(Book Jacket Status: Jacketed)
For the first time, all the major works of this beloved writer are gathered together in one hardcover volume.
Poet, artist, and mystic, Kahlil Gibran was born in 1883 to a poor Christian family in Lebanon and immigrated to the United States as an adolescent. His masterpiece, The Prophet, a book of poetic essays that he began while still a youth in Lebanon, is one of the most cherished books of our time and has sold millions of copies in more than twenty languages since its publication in 1923. But all of Gibran’s works—essays, stories, parables, and prose poems—are imbued with equally powerful simplicity and wisdom, whether they are addressing marriage or children, friendship or grief, work or pleasure. Perhaps no other twentieth-century writer has touched the hearts and minds of so remarkably varied and widespread a readership.
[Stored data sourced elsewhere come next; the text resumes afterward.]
use std::path::Path;

use serde::{Deserialize, Serialize};

use crate::errors::AppError;

/// Which flavour of the basis-point metrics feeds charts and classification.
/// Raw values stay authoritative for tables and exports.
#[derive(Debug, Clone, Copy, PartialEq, Eq, Hash, Default, Serialize, Deserialize)]
#[serde(rename_all = "lowercase")]
pub enum MetricVariant {
    #[default]
    Winsorized,
    Raw,
}

/// How observations are assigned to quadrants.
#[derive(Debug, Clone, Copy, PartialEq, Eq, Hash, Default, Serialize, Deserialize)]
#[serde(rename_all = "lowercase")]
pub enum QuadrantMode {
    /// Sign of each axis decides; every observation lands in Q1-Q4.
    #[default]
    Zero,
    /// Both axes must clear their threshold, otherwise the observation is neutral.
    Threshold,
}

/// Clamp interval for one metric.
#[derive(Debug, Clone, Copy, PartialEq, Serialize, Deserialize)]
pub struct PercentileBounds {
    pub p1: f64,
    pub p99: f64,
}

impl PercentileBounds {
    /// Both bounds finite and ordered.
    pub fn is_valid(&self) -> bool {
        self.p1.is_finite() && self.p99.is_finite() && self.p1 <= self.p99
    }

    pub fn clamp(&self, value: f64) -> f64 {
        value.max(self.p1).min(self.p99)
    }
}

/// Dataset-wide winsorization bounds, one interval per winsorizable metric.
#[derive(Debug, Clone, Copy, Default, PartialEq, Serialize, Deserialize)]
#[serde(rename_all = "camelCase")]
pub struct WinsorBounds {
    #[serde(default)]
    pub reference_gap: Option<PercentileBounds>,
    #[serde(default)]
    pub timing_differential: Option<PercentileBounds>,
    #[serde(default)]
    pub total_gap: Option<PercentileBounds>,
}

/// Tunables for the dashboard core. Loaded from JSON or taken from `Default`.
#[derive(Debug, Clone, Serialize, Deserialize)]
#[serde(rename_all = "camelCase", default)]
pub struct DashboardConfig {
    /// Rows per explorer page.
    pub page_size: usize,
    /// Minimum |reference gap| in threshold quadrant mode (bps).
    pub reference_gap_threshold: f64,
    /// Minimum |timing differential| in threshold quadrant mode (bps).
    pub timing_threshold: f64,
    /// Lower percentile used when bounds must be computed at load.
    pub lower_percentile: usize,
    /// Upper percentile used when bounds must be computed at load.
    pub upper_percentile: usize,
    /// Trailing window for daily moving averages.
    pub moving_average_window: usize,
    /// Histogram bin width (bps).
    pub histogram_bin_width: f64,
    /// Rows returned by the top-movers query.
    pub top_movers_limit: usize,
}

impl Default for DashboardConfig {
    fn default() -> Self {
        Self {
            page_size: 50,
            reference_gap_threshold: 10.0,
            timing_threshold: 5.0,
            lower_percentile: 1,
            upper_percentile: 99,
            moving_average_window: 5,
            histogram_bin_width: 10.0,
            top_movers_limit: 100,
        }
    }
}

impl DashboardConfig {
    /// Read a config file; missing keys fall back to the defaults.
    pub fn from_path(path: &Path) -> Result<Self, AppError> {
        let text = std::fs::read_to_string(path).map_err(|e| {
            AppError::InvalidConfig(format!("Cannot read {}: {}", path.display(), e))
        })?;
        let config: DashboardConfig = serde_json::from_str(&text)
            .map_err(|e| AppError::InvalidConfig(e.to_string()))?;
        config.validate()?;
        Ok(config)
    }

    pub fn validate(&self) -> Result<(), AppError> {
        if self.page_size == 0 {
            return Err(AppError::InvalidConfig("page size must be positive".into()));
        }
        if self.moving_average_window == 0 {
            return Err(AppError::InvalidConfig(
                "moving average window must be positive".into(),
            ));
        }
        if self.histogram_bin_width.is_nan() || self.histogram_bin_width <= 0.0 {
            return Err(AppError::InvalidConfig(
                "histogram bin width must be positive".into(),
            ));
        }
        if self.reference_gap_threshold < 0.0 || self.timing_threshold < 0.0 {
            return Err(AppError::InvalidConfig(
                "quadrant thresholds must be non-negative".into(),
            ));
        }
        if self.lower_percentile >= self.upper_percentile || self.upper_percentile > 100 {
            return Err(AppError::InvalidConfig(format!(
                "invalid percentile range {}..{}",
                self.lower_percentile, self.upper_percentile
            )));
        }
        Ok(())
    }
}

#[cfg(test)]
mod tests {
    use super::*;

    #[test]
    fn test_default_config_is_valid() {
        let config = DashboardConfig::default();
        assert!(config.validate().is_ok());
        assert_eq!(config.page_size, 50);
    }

    #[test]
    fn test_partial_json_uses_defaults() {
        let config: DashboardConfig = serde_json::from_str(r#"{"pageSize": 25}"#).unwrap();
        assert_eq!(config.page_size, 25);
        assert_eq!(config.timing_threshold, 5.0);
        assert_eq!(config.moving_average_window, 5);
    }

    #[test]
    fn test_validate_rejects_bad_values() {
        let mut config = DashboardConfig::default();
        config.page_size = 0;
        assert!(matches!(config.validate(), Err(AppError::InvalidConfig(_))));

        let mut config = DashboardConfig::default();
        config.lower_percentile = 99;
        config.upper_percentile = 1;
        assert!(config.validate().is_err());

        let mut config = DashboardConfig::default();
        config.histogram_bin_width = 0.0;
        assert!(config.validate().is_err());
    }

    #[test]
    fn test_from_path() {
        let dir = tempfile::tempdir().unwrap();
        let path = dir.path().join("dashboard.json");
        std::fs::write(&path, r#"{"topMoversLimit": 10}"#).unwrap();
        let config = DashboardConfig::from_path(&path).unwrap();
        assert_eq!(config.top_movers_limit, 10);

        let missing = dir.path().join("missing.json");
        assert!(DashboardConfig::from_path(&missing).is_err());
    }

    #[test]
    fn test_percentile_bounds_validity() {
        assert!(PercentileBounds { p1: -5.0, p99: 5.0 }.is_valid());
        assert!(PercentileBounds { p1: 3.0, p99: 3.0 }.is_valid());
        assert!(!PercentileBounds { p1: 50.0, p99: -50.0 }.is_valid());
        assert!(!PercentileBounds { p1: f64::NAN, p99: 5.0 }.is_valid());
        assert!(!PercentileBounds { p1: -5.0, p99: f64::INFINITY }.is_valid());
    }

    #[test]
    fn test_percentile_clamp() {
        let b = PercentileBounds { p1: -50.0, p99: 80.0 };
        assert_eq!(b.clamp(-120.0), -50.0);
        assert_eq!(b.clamp(100.0), 80.0);
        assert_eq!(b.clamp(12.5), 12.5);
    }
}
Included in this volume are The Prophet, The Wanderer, Jesus the Son of Man, A Tear and a Smile, Spirits Rebellious, Nymphs of the Valley, Prose Poems, The Garden of the Prophet, The Earth Gods, Sand and Foam, The Forerunner, and The Madman.
About Kahlil Gibran
Kahlil Gibran was born in 1883 in Lebanon and died in New York in 1931. His family emigrated to the United States in 1895. In his early teens, the artistry of Gibran's drawings caught the eye of his teachers and he was introduced to the avant-garde Boston artist, photographer, and publisher Fred Holland Day, who encouraged and supported Gibran in his creative endeavors. A publisher used some of Gibran's drawings for book covers in 1898, and Gibran held his first art exhibition in 1904 in Boston. In 1908, Gibran went to study art with Auguste Rodin in Paris for two years. He later studied art in Boston. While most of Gibran's early writing was in Arabic, most of his work published after 1918 was in English. Gibran's best-known work is The Prophet, a book composed of 26 poetic essays.
“[Kahlil Gibran] speaks about fundamental things—those which are, or should be, a part of every human life—love, giving, food and drink, work, sorrow and joy, children, clothes and housing, buying and selling, crime and punishment, freedom, reason and passion, self-knowledge, teaching, friendship, talking, good and evil, prayer, pleasure, beauty, religion and death . . . Like most wisdom, most of what he has to tell is ancient, the possession of all men who have thought much and hard about fundamental things . . . But on it all there is also the imprint of a rich and unusual personality . . . Gibran offers no short-cuts to happiness, no easily mastered formulae for successful living. Essentially, he bids you look closely into your own heart and mind.”